PROBLEM REQUIREMENTS: Please return all of the data exactly as written.

MATERIAL PROVIDED:
- - -
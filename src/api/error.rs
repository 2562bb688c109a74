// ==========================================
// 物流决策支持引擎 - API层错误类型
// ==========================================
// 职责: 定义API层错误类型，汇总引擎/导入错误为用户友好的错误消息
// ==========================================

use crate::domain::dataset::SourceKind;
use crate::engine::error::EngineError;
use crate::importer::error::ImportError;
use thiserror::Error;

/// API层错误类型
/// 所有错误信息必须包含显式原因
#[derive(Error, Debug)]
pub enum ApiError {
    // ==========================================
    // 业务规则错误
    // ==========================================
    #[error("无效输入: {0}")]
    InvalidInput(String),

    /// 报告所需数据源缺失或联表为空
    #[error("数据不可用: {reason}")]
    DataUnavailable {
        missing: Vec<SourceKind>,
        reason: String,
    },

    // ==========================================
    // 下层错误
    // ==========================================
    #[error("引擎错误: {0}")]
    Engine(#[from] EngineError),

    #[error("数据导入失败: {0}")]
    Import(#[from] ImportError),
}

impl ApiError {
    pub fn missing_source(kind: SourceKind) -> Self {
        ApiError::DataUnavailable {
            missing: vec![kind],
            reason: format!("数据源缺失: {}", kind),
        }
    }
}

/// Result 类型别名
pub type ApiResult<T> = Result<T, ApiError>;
- - -
ANSWER AREA:
filename src/api/error.rs
repository 2562bb688c109a74
// ==========================================
// 物流决策支持引擎 - API层错误类型
// ==========================================
// 职责: 定义API层错误类型，汇总引擎/导入错误为用户友好的错误消息
// ==========================================

use crate::domain::dataset::SourceKind;
use crate::engine::error::EngineError;
use crate::importer::error::ImportError;
use thiserror::Error;

/// API层错误类型
/// 所有错误信息必须包含显式原因
#[derive(Error, Debug)]
pub enum ApiError {
    // ==========================================
    // 业务规则错误
    // ==========================================
    #[error("无效输入: {0}")]
    InvalidInput(String),

    /// 报告所需数据源缺失或联表为空
    #[error("数据不可用: {reason}")]
    DataUnavailable {
        missing: Vec<SourceKind>,
        reason: String,
    },

    // ==========================================
    // 下层错误
    // ==========================================
    #[error("引擎错误: {0}")]
    Engine(#[from] EngineError),

    #[error("数据导入失败: {0}")]
    Import(#[from] ImportError),
}

impl ApiError {
    pub fn missing_source(kind: SourceKind) -> Self {
        ApiError::DataUnavailable {
            missing: vec![kind],
            reason: format!("数据源缺失: {}", kind),
        }
    }
}

/// Result 类型别名
pub type ApiResult<T> = Result<T, ApiError>;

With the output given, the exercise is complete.